The mean follow up was 22.4 months for AS group and 20.5 months for VALS group. The VALS group (median 1 day) had shorter hospitalization duration than the AS group (median 3 days). The mean operation time was significantly shorter in the VALS group (125.9 minutes) than the AS group (151.9 minutes) (P = .03). There was no significant difference in perioperative and postoperative complication rates. Objective failure rate (8.5% in VALS, 15.6% in AS), subjective failure rates (6.4% in VALS, 9.4% in AS), recurrence (2.1% in VALS, 9.4% in AS) and mesh exposition rates (2.1% in VALS, 9.4% in AS) were similar in both procedures.
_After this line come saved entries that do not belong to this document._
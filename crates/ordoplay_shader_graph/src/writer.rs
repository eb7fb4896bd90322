// SPDX-License-Identifier: MIT OR Apache-2.0
//! Append-only sink for generated shader text.

use std::fmt;

const INDENT: &str = "    ";

/// How a chunk is placed in the output
#[derive(Debug, Clone, Copy, PartialEq, Eq)]
pub enum ChunkMode {
    /// Grouped inside the current scope, indented to its depth
    Body,
    /// Top-level line, written at column zero
    Statement,
}

/// Accumulates generated lines in emission order
#[derive(Debug, Clone, Default)]
pub struct ShaderWriter {
    lines: Vec<String>,
    depth: usize,
}

impl ShaderWriter {
    /// Create an empty writer
    pub fn new() -> Self {
        Self::default()
    }

    /// Append a chunk; multi-line chunks are split and placed line by line
    pub fn add_chunk(&mut self, chunk: impl AsRef<str>, mode: ChunkMode) {
        for line in chunk.as_ref().lines() {
            let line = line.trim_end();
            match mode {
                ChunkMode::Body if !line.is_empty() => {
                    self.lines.push(format!("{}{line}", INDENT.repeat(self.depth)));
                }
                ChunkMode::Body | ChunkMode::Statement => self.lines.push(line.to_string()),
            }
        }
    }

    /// Append a body line
    pub fn add_line(&mut self, line: impl AsRef<str>) {
        self.add_chunk(line, ChunkMode::Body);
    }

    /// Append a precompiled block verbatim, keeping its own indentation
    pub fn append_block(&mut self, block: &str) {
        self.add_chunk(block, ChunkMode::Body);
    }

    /// Open a brace scope
    pub fn open_brace(&mut self) {
        self.add_line("{");
        self.indent();
    }

    /// Close the innermost brace scope
    pub fn close_brace(&mut self) {
        self.deindent();
        self.add_line("}");
    }

    /// Increase the scope depth
    pub fn indent(&mut self) {
        self.depth += 1;
    }

    /// Decrease the scope depth
    pub fn deindent(&mut self) {
        self.depth = self.depth.saturating_sub(1);
    }

    /// Current scope depth
    pub fn depth(&self) -> usize {
        self.depth
    }

    /// Lines written so far
    pub fn lines(&self) -> &[String] {
        &self.lines
    }

    /// Whether nothing has been written
    pub fn is_empty(&self) -> bool {
        self.lines.is_empty()
    }

    /// Consume the writer and return the text
    pub fn finish(self) -> String {
        self.to_string()
    }
}

impl fmt::Display for ShaderWriter {
    fn fmt(&self, f: &mut fmt::Formatter<'_>) -> fmt::Result {
        for line in &self.lines {
            writeln!(f, "{line}")?;
        }
        Ok(())
    }
}
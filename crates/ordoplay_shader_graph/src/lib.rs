// SPDX-License-Identifier: MIT OR Apache-2.0
//! Shader graph compiler for `OrdoPlay`.
//!
//! Turns a graph of typed nodes into shader source plus the metadata needed
//! to bind its parameters:
//! - Function nodes call precompiled functions
//! - Sub-graph nodes expand to one generated function per referenced
//!   sub-graph, with slots derived from the sub-graph's properties and
//!   output ports
//! - Capability requirements (normals, UVs, time, ...) are aggregated
//!   through nested sub-graphs
//!
//! ## Architecture
//!
//! A compilation pass validates the graph (rejecting cyclic sub-graph
//! references), registers every called function once in a
//! [`FunctionRegistry`], then writes the entry function with a
//! [`ShaderWriter`]. See [`ShaderCompiler`].

pub mod asset;
pub mod codegen;
pub mod compiler;
pub mod connection;
pub mod error;
pub mod graph;
pub mod library;
pub mod node;
pub mod nodes;
pub mod property;
pub mod registry;
pub mod requirements;
pub mod settings;
pub mod shader_graph;
pub mod slot;
pub mod validation;
pub mod writer;

pub use asset::{AssetHandle, AssetResolver, AssetStore, SubGraphAsset};
pub use compiler::{CompiledShader, ShaderCompiler};
pub use connection::{Connection, ConnectionId};
pub use error::{CompileError, Result};
pub use graph::Graph;
pub use node::{Node, NodeId, NodeKind};
pub use property::{Property, PropertyKind, PropertyValue};
pub use registry::{FunctionRegistry, FunctionSink, SharedFunctionRegistry};
pub use requirements::{Capability, MayRequire, NeededCoordinateSpace, ShaderGraphRequirements, UvChannel};
pub use settings::{CompilerSettings, Precision};
pub use shader_graph::ShaderGraph;
pub use slot::{Slot, SlotDirection, SlotId, SlotValue, SlotValueType};
pub use writer::{ChunkMode, ShaderWriter};
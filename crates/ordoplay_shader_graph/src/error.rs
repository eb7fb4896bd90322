// SPDX-License-Identifier: MIT OR Apache-2.0
//! Crate-level error type.

use crate::graph::ConnectionError;
use crate::property::PropertyError;
use crate::settings::SettingsError;
use crate::slot::SlotError;
use crate::validation::ValidationError;

/// Any error raised while building or compiling a shader graph
#[derive(Debug, thiserror::Error)]
pub enum CompileError {
    /// The graph was rejected before code generation
    #[error(transparent)]
    Validation(#[from] ValidationError),

    /// Slot synchronisation failed
    #[error(transparent)]
    Slot(#[from] SlotError),

    /// A property could not be mapped
    #[error(transparent)]
    Property(#[from] PropertyError),

    /// A connection could not be made
    #[error(transparent)]
    Connection(#[from] ConnectionError),

    /// Settings could not be loaded
    #[error(transparent)]
    Settings(#[from] SettingsError),
}

/// Result alias for compiler operations
pub type Result<T> = std::result::Result<T, CompileError>;
// SPDX-License-Identifier: MIT OR Apache-2.0
//! Sub-graph assets and their resolution.

use crate::shader_graph::ShaderGraph;
use indexmap::IndexMap;
use serde::{Deserialize, Serialize};
use std::sync::Arc;
use uuid::Uuid;

/// Serialized handle of a sub-graph asset
#[derive(Debug, Clone, Copy, PartialEq, Eq, PartialOrd, Ord, Hash, Serialize, Deserialize)]
pub struct AssetHandle(pub Uuid);

impl AssetHandle {
    /// Create a new random handle
    pub fn new() -> Self {
        Self(Uuid::new_v4())
    }
}

impl Default for AssetHandle {
    fn default() -> Self {
        Self::new()
    }
}

/// A named sub-graph definition as stored by the asset database
#[derive(Debug, Clone, Serialize, Deserialize)]
pub struct SubGraphAsset {
    /// Asset handle
    pub handle: AssetHandle,
    /// Asset display name, used in generated function names
    pub name: String,
    /// The sub-graph definition
    pub graph: ShaderGraph,
}

impl SubGraphAsset {
    /// Create an asset with a fresh handle
    pub fn new(name: impl Into<String>, graph: ShaderGraph) -> Self {
        Self {
            handle: AssetHandle::new(),
            name: name.into(),
            graph,
        }
    }

    /// Set the handle
    pub fn with_handle(mut self, handle: AssetHandle) -> Self {
        self.handle = handle;
        self
    }
}

/// Resolves serialized handles to live sub-graph definitions
///
/// Resolution must be free of side effects; it is called repeatedly during
/// slot refresh, requirement queries and code generation.
pub trait AssetResolver {
    /// Look up a sub-graph asset
    fn resolve(&self, handle: AssetHandle) -> Option<Arc<SubGraphAsset>>;
}

/// Resolver that knows no assets
#[derive(Debug, Clone, Copy, Default)]
pub struct NoAssets;

impl AssetResolver for NoAssets {
    fn resolve(&self, _handle: AssetHandle) -> Option<Arc<SubGraphAsset>> {
        None
    }
}

/// In-memory asset store; owns every sub-graph definition it holds
#[derive(Debug, Default)]
pub struct AssetStore {
    assets: IndexMap<AssetHandle, Arc<SubGraphAsset>>,
}

impl AssetStore {
    /// Create an empty store
    pub fn new() -> Self {
        Self::default()
    }

    /// Insert or replace an asset, returning the shared definition
    pub fn insert(&mut self, asset: SubGraphAsset) -> Arc<SubGraphAsset> {
        let handle = asset.handle;
        let asset = Arc::new(asset);
        if self.assets.insert(handle, Arc::clone(&asset)).is_some() {
            tracing::debug!("Replaced sub-graph asset {:?}", handle);
        }
        asset
    }

    /// Remove an asset
    pub fn remove(&mut self, handle: AssetHandle) -> Option<Arc<SubGraphAsset>> {
        self.assets.shift_remove(&handle)
    }

    /// Get an asset by handle
    pub fn get(&self, handle: AssetHandle) -> Option<&Arc<SubGraphAsset>> {
        self.assets.get(&handle)
    }

    /// All assets, in insertion order
    pub fn iter(&self) -> impl Iterator<Item = &Arc<SubGraphAsset>> {
        self.assets.values()
    }

    /// Number of assets
    pub fn len(&self) -> usize {
        self.assets.len()
    }

    /// Whether the store is empty
    pub fn is_empty(&self) -> bool {
        self.assets.is_empty()
    }
}

impl AssetResolver for AssetStore {
    fn resolve(&self, handle: AssetHandle) -> Option<Arc<SubGraphAsset>> {
        self.assets.get(&handle).cloned()
    }
}
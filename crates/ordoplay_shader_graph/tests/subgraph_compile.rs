// SPDX-License-Identifier: MIT OR Apache-2.0
//! End-to-end compilation of graphs with sub-graph nodes.

use ordoplay_shader_graph::codegen::sub_graph_function_name;
use ordoplay_shader_graph::library::{create_function_library, NodeLibrary};
use ordoplay_shader_graph::nodes::PropertyNode;
use ordoplay_shader_graph::validation::ValidationError;
use ordoplay_shader_graph::{
    AssetHandle, AssetResolver, AssetStore, CompileError, FunctionRegistry, MayRequire, NeededCoordinateSpace, Node,
    NodeId, Property, PropertyValue, ShaderCompiler, ShaderGraph, SharedFunctionRegistry, SlotId, SubGraphAsset,
    UvChannel,
};

/// Sub-graph "Blend": `A` (float) feeds Output 1, `Tex` sampled at UV0 feeds Output 2
fn blend_graph(library: &NodeLibrary) -> ShaderGraph {
    let mut graph = ShaderGraph::new_sub_graph("Blend");
    let a = Property::new("A", PropertyValue::Float(0.5)).with_reference_name("A");
    let tex = Property::new("Tex", PropertyValue::Texture(None)).with_reference_name("Tex");
    graph.add_property(a.clone()).unwrap();
    graph.add_property(tex.clone()).unwrap();
    graph.add_output();
    graph.add_output();

    let output = graph.output_node_id().unwrap();
    let read_a = graph.add_node(Node::property(&a).unwrap());
    let read_tex = graph.add_node(Node::property(&tex).unwrap());
    let uv = graph.add_node(library.create_node("uv").unwrap());
    let sample = graph.add_node(library.create_node("sample_texture_2d").unwrap());

    graph.connect(read_a, PropertyNode::OUTPUT, output, SlotId::positional(1)).unwrap();
    graph.connect(read_tex, PropertyNode::OUTPUT, sample, SlotId::positional(0)).unwrap();
    graph.connect(uv, SlotId::positional(0), sample, SlotId::positional(1)).unwrap();
    graph.connect(sample, SlotId::positional(2), output, SlotId::positional(2)).unwrap();
    graph
}

fn init_tracing() {
    let _ = tracing_subscriber::fmt().with_test_writer().try_init();
}

fn insert(store: &mut AssetStore, name: &str, graph: ShaderGraph) -> AssetHandle {
    store.insert(SubGraphAsset::new(name, graph)).handle
}

fn wrapper(graph: &mut ShaderGraph, handle: AssetHandle, store: &AssetStore) -> NodeId {
    graph.add_node(Node::sub_graph(Some(handle), store).unwrap())
}

#[test]
fn test_two_wrappers_share_one_function() {
    init_tracing();
    let library = create_function_library();
    let mut store = AssetStore::new();
    let blend = insert(&mut store, "Blend", blend_graph(&library));

    let mut root = ShaderGraph::new("Root");
    let first = wrapper(&mut root, blend, &store);
    let second = wrapper(&mut root, blend, &store);

    let compiled = ShaderCompiler::default().compile(&mut root, &store).unwrap();
    let function = sub_graph_function_name(store.resolve(blend).as_deref());

    let names: Vec<&str> = compiled.functions.iter().map(|(n, _)| n.as_str()).collect();
    assert_eq!(names.iter().filter(|n| **n == function).count(), 1);
    // Functions the sub-graph calls come first
    assert_eq!(names.last(), Some(&function.as_str()));
    assert!(names.contains(&"Unity_SampleTexture2D_float"));
    assert!(names.contains(&"Unity_UV0_float"));

    let calls = compiled.entry.lines().filter(|l| l.contains(&format!("{function}("))).count();
    assert_eq!(calls, 2);
    assert!(root.node(first).unwrap().output_slots().count() == 2);
    assert!(root.node(second).unwrap().input_slots().count() == 2);
}

#[test]
fn test_sub_graph_function_and_call_site() {
    let library = create_function_library();
    let mut store = AssetStore::new();
    let blend = insert(&mut store, "Blend", blend_graph(&library));

    let mut root = ShaderGraph::new("Root");
    let node_id = wrapper(&mut root, blend, &store);
    let compiled = ShaderCompiler::default().compile(&mut root, &store).unwrap();

    let asset = store.resolve(blend).unwrap();
    let function = sub_graph_function_name(Some(asset.as_ref()));
    let body = &compiled.functions.iter().find(|(n, _)| *n == function).unwrap().1;
    assert!(body.starts_with(&format!(
        "void {function}(float A, TEXTURE2D_ARGS(Tex, samplerTex), SurfaceInputs IN, out float4 Output1, out float4 Output2)\n{{\n"
    )));
    assert!(body.lines().any(|l| l == "    Output1 = A;"));
    assert!(body.ends_with("}\n"));

    let node = root.node(node_id).unwrap();
    let tex = asset.graph.properties()[1].slot_id();
    let uniform = node.variable_name_for_slot(tex);
    let out1 = node.variable_name_for_slot(SlotId::positional(1));
    let out2 = node.variable_name_for_slot(SlotId::positional(2));

    let lines: Vec<&str> = compiled.entry.lines().collect();
    assert!(lines.contains(&format!("    float4 {out1};").as_str()));
    assert!(lines.contains(&format!("    float4 {out2};").as_str()));
    let call = format!("    {function}(0.5, TEXTURE2D_PARAM({uniform}, sampler{uniform}), IN, {out1}, {out2});");
    assert!(lines.contains(&call.as_str()), "{}", compiled.entry);

    // The unconnected texture input becomes a uniform
    assert!(compiled.properties.iter().any(|p| p.reference_name == uniform));
    assert!(compiled.uniforms.contains(&format!("TEXTURE2D({uniform});")));
}

#[test]
fn test_nested_requirements_and_order() {
    let library = create_function_library();
    let mut store = AssetStore::new();
    let blend = insert(&mut store, "Blend", blend_graph(&library));

    let mut outer = ShaderGraph::new_sub_graph("Outer");
    outer.add_output();
    let inner = wrapper(&mut outer, blend, &store);
    let normal = outer.add_node(library.create_node("normal_vector").unwrap());
    let output = outer.output_node_id().unwrap();
    outer.connect(inner, SlotId::positional(2), output, SlotId::positional(1)).unwrap();
    let outer_handle = insert(&mut store, "Outer", outer);

    let mut root = ShaderGraph::new("Root");
    let top = wrapper(&mut root, outer_handle, &store);
    let time = root.add_node(library.create_node("time").unwrap());

    let top_node = root.node(top).unwrap();
    assert!(top_node.requires_mesh_uv(UvChannel::Uv0, &store));
    assert_eq!(top_node.requires_normal(&store), NeededCoordinateSpace::WORLD);
    assert!(!top_node.requires_time(&store));

    let compiled = ShaderCompiler::default().compile(&mut root, &store).unwrap();
    assert_eq!(compiled.requirements.mesh_uv, vec![UvChannel::Uv0]);
    assert_eq!(compiled.requirements.normal, NeededCoordinateSpace::WORLD);
    assert!(compiled.requirements.time);
    assert!(!compiled.requirements.vertex_color);

    let names: Vec<&str> = compiled.functions.iter().map(|(n, _)| n.as_str()).collect();
    let blend_name = sub_graph_function_name(store.resolve(blend).as_deref());
    let outer_name = sub_graph_function_name(store.resolve(outer_handle).as_deref());
    let position = |name: &str| names.iter().position(|n| *n == name).unwrap();
    assert!(position(&blend_name) < position(&outer_name));

    // Disabling the normal node inside Outer drops the normal requirement
    let mut outer = store.resolve(outer_handle).unwrap().graph.clone();
    outer.node_mut(normal).unwrap().enabled = false;
    store.insert(SubGraphAsset::new("Outer", outer).with_handle(outer_handle));
    let top_node = root.node(top).unwrap();
    assert_eq!(top_node.requires_normal(&store), NeededCoordinateSpace::NONE);
    assert!(root.node(time).unwrap().requires_time(&store));
}

#[test]
fn test_adding_a_requiring_node_never_shrinks_the_aggregate() {
    let library = create_function_library();
    let mut sub = ShaderGraph::new_sub_graph("Grow");
    let mut store = AssetStore::new();
    let handle = AssetHandle::new();

    let mut previous: Option<(NeededCoordinateSpace, (bool, bool, bool))> = None;
    for id in ["position", "object_position", "vertex_color", "screen_position", "uv1", "add"] {
        sub.add_node(library.create_node(id).unwrap());
        store.insert(SubGraphAsset::new("Grow", sub.clone()).with_handle(handle));
        let node = Node::sub_graph(Some(handle), &store).unwrap();

        let position = node.requires_position(&store);
        let flags = (
            node.requires_vertex_color(&store),
            node.requires_screen_position(&store),
            node.requires_mesh_uv(UvChannel::Uv1, &store),
        );
        if let Some((prev_position, prev_flags)) = previous {
            assert!(position.contains(prev_position));
            assert!(flags.0 >= prev_flags.0 && flags.1 >= prev_flags.1 && flags.2 >= prev_flags.2);
        }
        previous = Some((position, flags));
    }
    let (position, flags) = previous.unwrap();
    assert_eq!(position, NeededCoordinateSpace::WORLD | NeededCoordinateSpace::OBJECT);
    assert_eq!(flags, (true, true, true));
}

#[test]
fn test_cyclic_reference_is_rejected_before_emission() {
    init_tracing();
    let mut store = AssetStore::new();
    let a = AssetHandle::new();
    let b = AssetHandle::new();

    let mut graph_a = ShaderGraph::new_sub_graph("A");
    wrapper(&mut graph_a, b, &store);
    let mut graph_b = ShaderGraph::new_sub_graph("B");
    wrapper(&mut graph_b, a, &store);
    store.insert(SubGraphAsset::new("A", graph_a).with_handle(a));
    store.insert(SubGraphAsset::new("B", graph_b).with_handle(b));

    let mut root = ShaderGraph::new("Root");
    wrapper(&mut root, a, &store);

    let mut registry = FunctionRegistry::new();
    let err = ShaderCompiler::default()
        .compile_with(&mut root, &store, &mut registry)
        .unwrap_err();
    match err {
        CompileError::Validation(ValidationError::CyclicSubGraph { chain }) => {
            assert_eq!(chain, vec!["A".to_string(), "B".to_string(), "A".to_string()]);
        }
        other => panic!("unexpected error: {other}"),
    }
    assert!(registry.is_empty());
}

#[test]
fn test_unresolved_wrapper_is_neutral() {
    init_tracing();
    let library = create_function_library();
    let store = AssetStore::new();
    let mut root = ShaderGraph::new("Root");
    let unbound = root.add_node(Node::sub_graph(None, &store).unwrap());
    let missing = root.add_node(Node::sub_graph(Some(AssetHandle::new()), &store).unwrap());
    root.add_node(library.create_node("add").unwrap());

    for id in [unbound, missing] {
        let node = root.node(id).unwrap();
        assert!(node.slots.is_empty());
        assert_eq!(node.as_sub_graph().unwrap().function_name(&store), "ERROR");
        assert!(ordoplay_shader_graph::Capability::all().all(|c| node.requirement(c, &store).is_neutral()));
    }

    let compiled = ShaderCompiler::default().compile(&mut root, &store).unwrap();
    assert_eq!(compiled.report.flagged, vec![missing]);
    assert!(compiled.requirements.is_empty());
    assert!(!compiled.entry.contains("ERROR("));
    assert!(compiled.entry.contains("// Sub-graph has errors"));
    // Unrelated nodes still compile
    assert!(compiled.functions.iter().any(|(n, _)| n == "Unity_Add_float4"));
}

#[test]
fn test_flagged_wrapper_adds_no_requirements() {
    let library = create_function_library();
    let mut store = AssetStore::new();
    let mut inner = ShaderGraph::new_sub_graph("Inner");
    inner.add_output();
    let output = inner.output_node_id().unwrap();
    let uv = inner.add_node(library.create_node("uv").unwrap());
    inner.connect(uv, SlotId::positional(0), output, SlotId::positional(1)).unwrap();
    inner.add_node(Node::sub_graph(Some(AssetHandle::new()), &store).unwrap());
    let inner = insert(&mut store, "Inner", inner);

    let mut root = ShaderGraph::new("Root");
    let node_id = wrapper(&mut root, inner, &store);
    assert!(root.node(node_id).unwrap().requires_mesh_uv(UvChannel::Uv0, &store));

    let compiled = ShaderCompiler::default().compile(&mut root, &store).unwrap();
    assert_eq!(compiled.report.flagged, vec![node_id]);
    assert!(compiled.requirements.is_empty());
}

#[test]
fn test_refresh_keeps_surviving_connections() {
    init_tracing();
    let library = create_function_library();
    let mut store = AssetStore::new();
    let mut blend = blend_graph(&library);
    let handle = insert(&mut store, "Blend", blend.clone());

    let mut root = ShaderGraph::new("Root");
    let node_id = wrapper(&mut root, handle, &store);
    let add = root.add_node(library.create_node("add").unwrap());
    root.connect(node_id, SlotId::positional(1), add, SlotId::positional(0)).unwrap();
    root.connect(node_id, SlotId::positional(2), add, SlotId::positional(1)).unwrap();

    assert_eq!(root.refresh_sub_graph_nodes(&store).unwrap(), 0);
    assert_eq!(root.graph().connection_count(), 2);

    // A new port and a new property leave existing connections alone
    blend.add_output();
    blend
        .add_property(Property::new("Strength", PropertyValue::Vector2([1.0, 1.0])))
        .unwrap();
    store.insert(SubGraphAsset::new("Blend", blend.clone()).with_handle(handle));
    assert_eq!(root.refresh_sub_graph_nodes(&store).unwrap(), 1);
    assert_eq!(root.graph().connection_count(), 2);
    let node = root.node(node_id).unwrap();
    assert_eq!(node.output_slots().count(), 3);
    assert_eq!(node.input_slots().count(), 3);

    // Removing ports drops only the connections into them
    blend.remove_output();
    blend.remove_output();
    store.insert(SubGraphAsset::new("Blend", blend).with_handle(handle));
    assert_eq!(root.refresh_sub_graph_nodes(&store).unwrap(), 1);
    assert_eq!(root.graph().connection_count(), 1);
    let remaining = root.graph().connections().next().unwrap();
    assert_eq!(remaining.from_slot, SlotId::positional(1));
}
VALS with shorter operative time and hospitalization than conventional AS is a promising modification minimally invasive technique for sacrocolpopexy especially for those inexperienced in laparoscopic sacrocolpopexy.
经阴道辅助腹腔镜骶骨阴道固定术(VALS)是一种联合手术方法,先进行经阴道子宫切除术,随后经阴道放置合成网片并进行腹腔镜悬吊,它可作为一种替代方法,以克服腹腔镜骶骨阴道固定术在解剖、缝合方面的局限性。本研究的目的是比较接受VALS的子宫阴道脱垂女性与接受腹式骶骨阴道固定术的女性的手术时间和中期解剖学结果。
这是一项前瞻性队列研究,评估手术时间、麻醉时间、估计失血量、中期结果、围手术期和术后并发症。我们将47例接受VALS的女性结果与32例腹式骶骨阴道固定术(AS)女性的结果进行了比较。
AS组的平均随访时间为22.4个月,VALS组为20.5个月。VALS组(中位数1天)的住院时间比AS组(中位数3天)短。VALS组的平均手术时间(125.9分钟)明显短于AS组(151.9分钟)(P = .03)。围手术期和术后并发症发生率无显著差异。两种手术的客观失败率(VALS组为8.5%,AS组为15.6%)、主观失败率(VALS组为6.4%,AS组为9.4%)、复发率(VALS组为2.1%,AS组为9.4%)和网片暴露率(VALS组为2.1%,AS组为9.4%)相似。
与传统AS相比,VALS手术时间和住院时间更短。对于骶骨阴道固定术而言,它是一种有前景的改良微创技术,尤其适用于那些腹腔镜骶骨阴道固定术经验不足的医生。